PDIP Sebut Upaya Penggeledahan Kantor DPP Langgar Undang-undang

Rabu, 15 Januari 2020 - 21:53 WIB
PDIP Sebut Upaya Penggeledahan...
PDIP Sebut Upaya Penggeledahan Kantor DPP Langgar Undang-undang
A A A
JAKARTA - Tim Hukum DPP Partai Demokrasi Indonesia Perjuangan (PDIP) menilai upaya penggeledahan dan penyegelan yang hendak dilakukan penyidik Komisi Pemberantasan Korupsi (KPK) di Gedung DPP PDIP pada 9 Januari 2020 melanggar hukum dan kode etik.

Upaya tersebut dinilai melanggar hukum dan kode etika karena tanpa izin tertulis dari Dewan Pengawas adalah perbuatan

Anggota Tim Hukum DPP PDIP, Teguh Samudera mengatakan, berdasarkan Undang-Undang (UU) Nomor 19 Tahun 2019 tentang Perubahan Kedua atas UU Nomor 30 Tahun 2002 tentang Komisi Pemberantasan Tindak Pidana Korupsi, Pasal 37 B ayat 1 huruf b menyatakan Dewan Pengawas bertugas memberikan izin penyadapan, penggeledahan dan/atau penyitaan.

"Pasal 47 ayat 1 menyatakan, dalam proses penyidikan, penyidik dapat melakukan penggeledahan dan penyitaan atas izin tertulis dari Dewan Pengawas,” kata Teguh kepada wartawan di Kantor DPP PDIP, Jalan Diponegoro, Jakarta Pusat, Rabu (15/1/2020) malam. (Baca Juga: Dewan Pengawas Sebut Pemberian Izin Penggeledahan KPK Dilakukan Tertutup)

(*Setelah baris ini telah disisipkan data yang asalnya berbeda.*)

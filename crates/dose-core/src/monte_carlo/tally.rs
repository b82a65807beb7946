use crate::domain::{DoseError, DoseResult};

/// Stride between the seed blocks of consecutive beams.
pub const BEAM_SEED_STRIDE: u64 = 1_000_003;

/// One worker's slice of a beam's histories.
#[derive(Debug, Clone, Copy, PartialEq, Eq)]
pub struct WorkerShare {
    pub worker_index: usize,
    pub histories: usize,
    pub seed: u64,
}

/// Splits `num_particles` over `workers`; the last worker takes the
/// remainder and empty shares are dropped.
pub fn partition(num_particles: usize, workers: usize, seed: u64, beam_index: usize) -> Vec<WorkerShare> {
    let workers = workers.max(1);
    let base = num_particles / workers;
    let remainder = num_particles % workers;
    let beam_seed = seed.wrapping_add((beam_index as u64).wrapping_mul(BEAM_SEED_STRIDE));
    (0..workers)
        .map(|worker_index| WorkerShare {
            worker_index,
            histories: if worker_index + 1 == workers {
                base + remainder
            } else {
                base
            },
            seed: beam_seed.wrapping_add(worker_index as u64),
        })
        .filter(|share| share.histories > 0)
        .collect()
}

/// Per-voxel sums of history scores and squared history scores.
#[derive(Debug, Clone, PartialEq)]
pub struct WorkerTally {
    pub worker_index: usize,
    pub histories: usize,
    pub sum: Vec<f64>,
    pub sum_sq: Vec<f64>,
}

impl WorkerTally {
    pub fn new(worker_index: usize, len: usize) -> Self {
        Self {
            worker_index,
            histories: 0,
            sum: vec![0.0; len],
            sum_sq: vec![0.0; len],
        }
    }

    pub fn is_empty(&self) -> bool {
        self.sum.iter().all(|value| *value == 0.0)
    }
}

/// Adds worker tallies in worker-index order, whatever order they arrive in.
pub fn combine_tallies(mut tallies: Vec<WorkerTally>, len: usize) -> DoseResult<WorkerTally> {
    tallies.sort_by_key(|tally| tally.worker_index);
    let mut combined = WorkerTally::new(0, len);
    for tally in &tallies {
        if tally.sum.len() != len || tally.sum_sq.len() != len {
            return Err(DoseError::internal(
                "SYS.TALLY_SHAPE",
                format!(
                    "worker {} returned {} voxels, expected {len}",
                    tally.worker_index,
                    tally.sum.len()
                ),
            ));
        }
        combined.histories += tally.histories;
        for (target, value) in combined.sum.iter_mut().zip(&tally.sum) {
            *target += value;
        }
        for (target, value) in combined.sum_sq.iter_mut().zip(&tally.sum_sq) {
            *target += value;
        }
    }
    Ok(combined)
}

#[cfg(test)]
mod tests {
    use super::{BEAM_SEED_STRIDE, WorkerTally, combine_tallies, partition};

    #[test]
    fn partition_gives_the_remainder_to_the_last_worker() {
        let shares = partition(10, 3, 7, 0);
        let histories: Vec<usize> = shares.iter().map(|share| share.histories).collect();
        assert_eq!(histories, vec![3, 3, 4]);
        assert_eq!(shares.iter().map(|share| share.seed).collect::<Vec<_>>(), vec![7, 8, 9]);

        let second_beam = partition(10, 3, 7, 2);
        assert_eq!(second_beam[0].seed, 7 + 2 * BEAM_SEED_STRIDE);
    }

    #[test]
    fn partition_skips_empty_shares() {
        let shares = partition(2, 4, 0, 0);
        assert_eq!(shares.len(), 1);
        assert_eq!(shares[0].worker_index, 3);
        assert_eq!(shares[0].histories, 2);
        assert!(partition(0, 4, 0, 0).is_empty());
    }

    #[test]
    fn combination_ignores_completion_order() {
        let tallies: Vec<WorkerTally> = (0..4)
            .map(|worker| WorkerTally {
                worker_index: worker,
                histories: 10 + worker,
                sum: vec![0.1 * worker as f64, 1.0e16, 0.3],
                sum_sq: vec![0.01, 0.2 / (worker + 1) as f64, 1.0e-17],
            })
            .collect();
        let ordered = combine_tallies(tallies.clone(), 3).expect("combine");
        let mut reversed = tallies.clone();
        reversed.reverse();
        let mut shuffled = tallies;
        shuffled.swap(0, 2);
        shuffled.swap(1, 3);

        assert_eq!(combine_tallies(reversed, 3).expect("combine"), ordered);
        assert_eq!(combine_tallies(shuffled, 3).expect("combine"), ordered);
        assert_eq!(ordered.histories, 46);
    }

    #[test]
    fn combination_rejects_mismatched_tallies() {
        let error = combine_tallies(vec![WorkerTally::new(0, 2)], 3).expect_err("mismatch");
        assert_eq!(error.placeholder(), "SYS.TALLY_SHAPE");
    }
}
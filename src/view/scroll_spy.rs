//! Active-section tracking for the header navigation.
//!
//! [`active_section`] is the pure mapping from a scroll offset to a section.
//! [`ScrollSpy`] wraps it with a leading-edge throttle: the first event in a
//! window is evaluated immediately, later ones are coalesced into a single
//! trailing evaluation so the resting offset always wins.

use crate::config::ScrollSpyConfig;
use crate::sections::SectionId;

/// Measured position of one section, in document pixels.
#[derive(Debug, Clone, Copy, PartialEq)]
pub struct SectionLayout {
    pub id: SectionId,
    pub top: f64,
    pub height: f64,
}

/// Map a vertical scroll offset to the active section.
///
/// Below `spy_offset` the answer is always `home`. Otherwise a section
/// matches when the offset lies in `[top - spy_offset, top - spy_offset +
/// height)`; sections are walked in the given (document) order and the last
/// match wins. No match also resolves to `home`.
pub fn active_section(offset: f64, sections: &[SectionLayout], spy_offset: f64) -> SectionId {
    if offset < spy_offset {
        return SectionId::Home;
    }
    sections
        .iter()
        .rev()
        .find(|s| {
            let start = s.top - spy_offset;
            offset >= start && offset < start + s.height
        })
        .map(|s| s.id)
        .unwrap_or(SectionId::Home)
}

/// What happened to a scroll event.
#[derive(Debug, Clone, Copy, PartialEq, Eq)]
pub enum ScrollOutcome {
    /// The offset was evaluated now.
    Evaluated,
    /// The offset was stored for a trailing evaluation. `flush_in_ms` is set
    /// when the caller must schedule that evaluation; `None` means one is
    /// already scheduled.
    Deferred { flush_in_ms: Option<u64> },
}

#[derive(Debug, Clone)]
pub struct ScrollSpy {
    config: ScrollSpyConfig,
    sections: Vec<SectionLayout>,
    active: SectionId,
    last_evaluated_at: Option<u64>,
    pending: Option<f64>,
    evaluations: usize,
}

impl ScrollSpy {
    pub fn new(config: ScrollSpyConfig, sections: Vec<SectionLayout>) -> Self {
        Self {
            config,
            sections,
            active: SectionId::Home,
            last_evaluated_at: None,
            pending: None,
            evaluations: 0,
        }
    }

    pub fn active(&self) -> SectionId {
        self.active
    }

    /// Number of times the section walk actually ran.
    pub fn evaluations(&self) -> usize {
        self.evaluations
    }

    /// Replace the measured layout (e.g. after a resize or the project list
    /// expanding).
    pub fn set_layout(&mut self, sections: Vec<SectionLayout>) {
        self.sections = sections;
    }

    pub fn on_scroll(&mut self, now: u64, offset: f64) -> ScrollOutcome {
        let throttle = self.config.throttle_ms;
        let elapsed = self.last_evaluated_at.map(|at| now.saturating_sub(at));
        match elapsed {
            Some(elapsed) if throttle > 0 && elapsed < throttle => {
                let needs_flush = self.pending.is_none();
                self.pending = Some(offset);
                ScrollOutcome::Deferred {
                    flush_in_ms: needs_flush.then_some(throttle - elapsed),
                }
            }
            _ => {
                self.evaluate(now, offset);
                ScrollOutcome::Evaluated
            }
        }
    }

    /// Run the trailing evaluation, if an offset is waiting. Returns whether
    /// anything was evaluated.
    pub fn flush(&mut self, now: u64) -> bool {
        match self.pending {
            Some(offset) => {
                self.evaluate(now, offset);
                true
            }
            None => false,
        }
    }

    fn evaluate(&mut self, now: u64, offset: f64) {
        self.pending = None;
        self.last_evaluated_at = Some(now);
        self.evaluations += 1;
        self.active = active_section(offset, &self.sections, self.config.offset);
    }
}
//! Hero typed-text animator.
//!
//! Cycles through an ordered list of phrases: reveal one character per tick,
//! hold on the complete phrase, delete one character per tick, then move on
//! to the next phrase (wrapping after the last). Each [`TypedText::tick`]
//! applies exactly one transition and returns the delay until the next one;
//! the owner (normally [`crate::view::Page`]) reschedules it on its timer
//! queue and cancels it on teardown.
//!
//! Progress is tracked in characters, so a prefix never splits a multi-byte
//! character.

use crate::config::TypingConfig;
use crate::view::ViewError;

#[derive(Debug, Clone)]
pub struct TypedText {
    phrases: Vec<String>,
    timing: TypingConfig,
    phrase_index: usize,
    /// Number of characters of the active phrase currently shown.
    shown: usize,
    deleting: bool,
    delay_ms: u64,
}

impl TypedText {
    /// Create an animator positioned at the empty prefix of the first phrase.
    pub fn new(phrases: Vec<String>, timing: TypingConfig) -> Result<Self, ViewError> {
        if phrases.is_empty() {
            return Err(ViewError::NoPhrases);
        }
        Ok(Self {
            phrases,
            timing,
            phrase_index: 0,
            shown: 0,
            deleting: false,
            delay_ms: timing.type_ms,
        })
    }

    /// The text currently displayed: a prefix of the active phrase.
    pub fn text(&self) -> &str {
        let phrase = self.phrase();
        match phrase.char_indices().nth(self.shown) {
            Some((byte, _)) => &phrase[..byte],
            None => phrase,
        }
    }

    /// The active phrase in full.
    pub fn phrase(&self) -> &str {
        &self.phrases[self.phrase_index]
    }

    pub fn phrase_index(&self) -> usize {
        self.phrase_index
    }

    pub fn is_deleting(&self) -> bool {
        self.deleting
    }

    /// Delay in milliseconds before the next tick should run.
    pub fn delay_ms(&self) -> u64 {
        self.delay_ms
    }

    fn phrase_len(&self) -> usize {
        self.phrase().chars().count()
    }

    /// Apply one transition and return the delay until the next tick.
    pub fn tick(&mut self) -> u64 {
        let full = self.phrase_len();
        self.delay_ms = match (self.deleting, self.shown) {
            (false, shown) if shown < full => {
                self.shown += 1;
                self.timing.type_ms
            }
            (false, _) => {
                self.deleting = true;
                self.timing.hold_ms
            }
            (true, shown) if shown > 0 => {
                self.shown -= 1;
                self.timing.delete_ms
            }
            (true, _) => {
                self.deleting = false;
                self.phrase_index = (self.phrase_index + 1) % self.phrases.len();
                self.timing.next_phrase_ms
            }
        };
        self.delay_ms
    }
}

#[cfg(test)]
mod tests {
    use super::*;

    fn animator(phrases: &[&str]) -> TypedText {
        TypedText::new(
            phrases.iter().map(|p| p.to_string()).collect(),
            TypingConfig::default(),
        )
        .unwrap()
    }

    #[test]
    fn empty_phrase_list_is_rejected() {
        let result = TypedText::new(vec![], TypingConfig::default());
        assert!(matches!(result, Err(ViewError::NoPhrases)));
    }

    #[test]
    fn starts_empty_on_first_phrase() {
        let typed = animator(&["hello"]);
        assert_eq!(typed.text(), "");
        assert_eq!(typed.phrase_index(), 0);
        assert!(!typed.is_deleting());
        assert_eq!(typed.delay_ms(), 70);
    }

    #[test]
    fn types_one_character_per_tick() {
        let mut typed = animator(&["abc"]);
        assert_eq!(typed.tick(), 70);
        assert_eq!(typed.text(), "a");
        assert_eq!(typed.tick(), 70);
        assert_eq!(typed.text(), "ab");
        assert_eq!(typed.tick(), 70);
        assert_eq!(typed.text(), "abc");
    }

    #[test]
    fn holds_on_full_phrase_then_deletes_faster() {
        let mut typed = animator(&["ab"]);
        typed.tick();
        typed.tick();
        assert_eq!(typed.tick(), 1500);
        assert!(typed.is_deleting());
        assert_eq!(typed.text(), "ab");
        assert_eq!(typed.tick(), 40);
        assert_eq!(typed.text(), "a");
        assert_eq!(typed.tick(), 40);
        assert_eq!(typed.text(), "");
    }

    #[test]
    fn advances_after_empty_with_longer_pause() {
        let mut typed = animator(&["a", "b"]);
        typed.tick(); // "a"
        typed.tick(); // hold
        typed.tick(); // ""
        assert_eq!(typed.tick(), 500);
        assert!(!typed.is_deleting());
        assert_eq!(typed.phrase_index(), 1);
        assert_eq!(typed.text(), "");
        typed.tick();
        assert_eq!(typed.text(), "b");
    }

    #[test]
    fn every_phrase_reaches_full_before_deleting_and_empty_before_advancing() {
        let phrases = ["a full-stack developer.", "a problem-solver.", "x"];
        let mut typed = animator(&phrases);
        let mut completed = Vec::new();

        for _ in 0..phrases.len() {
            let index = typed.phrase_index();
            let mut reached_full = false;
            while typed.phrase_index() == index {
                let was_deleting = typed.is_deleting();
                typed.tick();
                if !was_deleting && typed.is_deleting() {
                    // Deletion may only begin from the complete phrase.
                    assert_eq!(typed.text(), phrases[index]);
                    reached_full = true;
                }
                if typed.phrase_index() != index {
                    assert!(reached_full);
                }
            }
            completed.push(index);
        }

        assert_eq!(completed, vec![0, 1, 2]);
    }

    #[test]
    fn phrase_index_wraps_to_zero() {
        let mut typed = animator(&["a", "b"]);
        let mut indices = vec![typed.phrase_index()];
        for _ in 0..20 {
            typed.tick();
            if indices.last() != Some(&typed.phrase_index()) {
                indices.push(typed.phrase_index());
            }
        }
        assert_eq!(&indices[..4], &[0, 1, 0, 1]);
    }

    #[test]
    fn multibyte_characters_are_never_split() {
        let mut typed = animator(&["héllo→"]);
        let mut seen = Vec::new();
        for _ in 0..6 {
            typed.tick();
            seen.push(typed.text().to_string());
        }
        assert_eq!(seen, vec!["h", "hé", "hél", "héll", "héllo", "héllo→"]);
    }

    #[test]
    fn empty_phrase_holds_then_advances() {
        let mut typed = animator(&["", "b"]);
        assert_eq!(typed.tick(), 1500);
        assert!(typed.is_deleting());
        assert_eq!(typed.tick(), 500);
        assert_eq!(typed.phrase_index(), 1);
    }
}
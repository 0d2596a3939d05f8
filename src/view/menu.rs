//! Mobile navigation menu.

use crate::sections::{NavLink, SectionId};

/// Where a navigation click scrolls to.
#[derive(Debug, Clone, Copy, PartialEq, Eq)]
pub enum ScrollTarget {
    /// Smooth-scroll to the very top of the page.
    Top,
    /// Smooth-scroll the section into view.
    Section(SectionId),
}

impl ScrollTarget {
    pub fn for_section(section: SectionId) -> Self {
        match section {
            SectionId::Home => ScrollTarget::Top,
            other => ScrollTarget::Section(other),
        }
    }
}

/// Open/closed state of the collapsed header menu. Toggling is never
/// blocked, so a press mid-transition simply reverses it.
#[derive(Debug, Clone, Copy, Default, PartialEq, Eq)]
pub struct MobileMenu {
    open: bool,
}

impl MobileMenu {
    pub fn is_open(&self) -> bool {
        self.open
    }

    pub fn toggle(&mut self) -> bool {
        self.open = !self.open;
        self.open
    }

    /// Follow a navigation link: the menu closes whether it was open or not.
    pub fn select(&mut self, link: &NavLink) -> ScrollTarget {
        self.open = false;
        ScrollTarget::for_section(link.section)
    }
}
//! Shared test utilities for the folio test suite.
//!
//! ```rust,ignore
//! use crate::test_helpers::*;
//!
//! let tmp = setup_fixtures();
//! let content = content::load(tmp.path()).unwrap();
//! assert_eq!(project_titles(&content)[0], "Event Hub");
//! ```

use std::path::Path;
use tempfile::TempDir;

use crate::content::Content;

/// Copy `fixtures/content/` to a temp directory and return it.
///
/// Tests get an isolated copy they can mutate without affecting other tests
/// or the source fixtures.
pub fn setup_fixtures() -> TempDir {
    let tmp = TempDir::new().unwrap();
    let fixtures = Path::new(env!("CARGO_MANIFEST_DIR")).join("fixtures/content");
    copy_dir_recursive(&fixtures, tmp.path()).unwrap();
    tmp
}

fn copy_dir_recursive(src: &Path, dst: &Path) -> std::io::Result<()> {
    for entry in std::fs::read_dir(src)? {
        let entry = entry?;
        let src_path = entry.path();
        let dst_path = dst.join(entry.file_name());

        if src_path.is_dir() {
            std::fs::create_dir_all(&dst_path)?;
            copy_dir_recursive(&src_path, &dst_path)?;
        } else {
            std::fs::copy(&src_path, &dst_path)?;
        }
    }
    Ok(())
}

pub fn project_titles(content: &Content) -> Vec<&str> {
    content.projects.iter().map(|p| p.title.as_str()).collect()
}

/// Position of `needle` in `html`. Panics with context on miss.
pub fn position_of(html: &str, needle: &str) -> usize {
    html.find(needle)
        .unwrap_or_else(|| panic!("'{needle}' not found in generated HTML"))
}

/// Assert the needles appear in `html` in the given order.
pub fn assert_in_order(html: &str, needles: &[&str]) {
    let positions: Vec<usize> = needles.iter().map(|n| position_of(html, n)).collect();
    for (pair, names) in positions.windows(2).zip(needles.windows(2)) {
        assert!(
            pair[0] < pair[1],
            "expected '{}' before '{}' in generated HTML",
            names[0],
            names[1]
        );
    }
}
impl SiteConfig {
    /// Validate config values are within acceptable ranges.
    pub fn validate(&self) -> Result<(), ConfigError> {
        let typing = &self.typing;
        // Every delay feeds a self-rescheduling loop; a zero anywhere lets one
        // phrase cycle complete without virtual time moving.
        if typing.type_ms == 0
            || typing.delete_ms == 0
            || typing.hold_ms == 0
            || typing.next_phrase_ms == 0
        {
            return Err(ConfigError::Validation(
                "typing delays must all be greater than zero".into(),
            ));
        }
        if !self.scroll_spy.offset.is_finite() || self.scroll_spy.offset < 0.0 {
            return Err(ConfigError::Validation(
                "scroll_spy.offset must be a finite, non-negative number".into(),
            ));
        }
        for (name, value) in [
            ("reveal.heading_threshold", self.reveal.heading_threshold),
            ("reveal.card_threshold", self.reveal.card_threshold),
        ] {
            if !(value > 0.0 && value <= 1.0) {
                return Err(ConfigError::Validation(format!(
                    "{name} must be in (0, 1], got {value}"
                )));
            }
        }
        if self.projects.preview == 0 {
            return Err(ConfigError::Validation(
                "projects.preview must be at least 1".into(),
            ));
        }
        if self.contact.endpoint.trim().is_empty() {
            return Err(ConfigError::Validation(
                "contact.endpoint must not be empty".into(),
            ));
        }
        if self.contact.timeout_secs == 0 {
            return Err(ConfigError::Validation(
                "contact.timeout_secs must be greater than zero".into(),
            ));
        }
        Ok(())
    }
}
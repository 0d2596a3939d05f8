//! Virtual-time timer queue.
//!
//! The page runs on a single-threaded event loop: every transition happens in
//! response to one discrete event. Timers are the only self-scheduled events,
//! so they are modeled as an ordered queue over a virtual millisecond clock.
//! Hosts move time forward with [`TimerQueue::pop_due`]; tests do the same
//! without ever sleeping.
//!
//! Timers that fall due at the same instant fire in the order they were
//! scheduled.

use std::collections::BTreeMap;

/// Identifies one scheduled timer. Returned by [`TimerQueue::schedule`] and
/// used to cancel it.
#[derive(Debug, Clone, Copy, PartialEq, Eq, Hash)]
pub struct TimerHandle {
    due: u64,
    seq: u64,
}

impl TimerHandle {
    /// Virtual time (ms) at which this timer fires.
    pub fn due(&self) -> u64 {
        self.due
    }
}

#[derive(Debug)]
pub struct TimerQueue<K> {
    now: u64,
    seq: u64,
    pending: BTreeMap<(u64, u64), K>,
}

impl<K> Default for TimerQueue<K> {
    fn default() -> Self {
        Self::new()
    }
}

impl<K> TimerQueue<K> {
    pub fn new() -> Self {
        Self {
            now: 0,
            seq: 0,
            pending: BTreeMap::new(),
        }
    }

    /// Current virtual time in milliseconds.
    pub fn now(&self) -> u64 {
        self.now
    }

    pub fn len(&self) -> usize {
        self.pending.len()
    }

    pub fn is_empty(&self) -> bool {
        self.pending.is_empty()
    }

    /// Schedule `key` to fire `delay_ms` after the current time.
    pub fn schedule(&mut self, delay_ms: u64, key: K) -> TimerHandle {
        let handle = TimerHandle {
            due: self.now.saturating_add(delay_ms),
            seq: self.seq,
        };
        self.seq += 1;
        self.pending.insert((handle.due, handle.seq), key);
        handle
    }

    /// Cancel a pending timer. Returns `false` if it already fired or was
    /// cancelled before.
    pub fn cancel(&mut self, handle: TimerHandle) -> bool {
        self.pending.remove(&(handle.due, handle.seq)).is_some()
    }

    pub fn is_pending(&self, handle: TimerHandle) -> bool {
        self.pending.contains_key(&(handle.due, handle.seq))
    }

    /// Pop the earliest timer due at or before `until`, moving the clock to
    /// its due time. Returns `None` (and moves the clock to `until`) once no
    /// timer is due.
    ///
    /// Handlers may schedule further timers between calls; those fire in the
    /// same sweep if they fall due before `until`.
    pub fn pop_due(&mut self, until: u64) -> Option<(TimerHandle, K)> {
        let first = self.pending.first_key_value().map(|(k, _)| *k);
        match first {
            Some((due, seq)) if due <= until => {
                let key = self.pending.remove(&(due, seq))?;
                self.now = self.now.max(due);
                Some((TimerHandle { due, seq }, key))
            }
            _ => {
                self.now = self.now.max(until);
                None
            }
        }
    }

    /// Drop every pending timer, returning how many were cancelled.
    pub fn clear(&mut self) -> usize {
        let count = self.pending.len();
        self.pending.clear();
        count
    }
}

Oleh karena itu, kata Teguh, menurut hukum, izin tertulis dari Dewan Pengawas adalah hal yang wajib dan mutlak harus ada.

Pihaknya juga mempersoalkan penggunaan Surat Perintah Penyelidikan (Sprin Lidik) lama tertanggal 20 Desember 2019 bertepatan dengan pergantian pimpinan KPK guna melaksanakan operasi tangkap tangan (OTT) pada masa kepemimpinan Pimpinan KPK yang baru.

Menurut Teguh, hal itu bertentangan dengan ketentuan yang diatur di dalam UU Nomor 19 Tahun 2019 dalam Pasal 70B dan Pasal 70C.

"Pasal 70B menyatakan pada saat undang-undang ini berlaku, semua peraturan perundang-undangan yang bertentangan dengan undang-undang ini dicabut dan dinyatakan tidak berlaku,” urainya.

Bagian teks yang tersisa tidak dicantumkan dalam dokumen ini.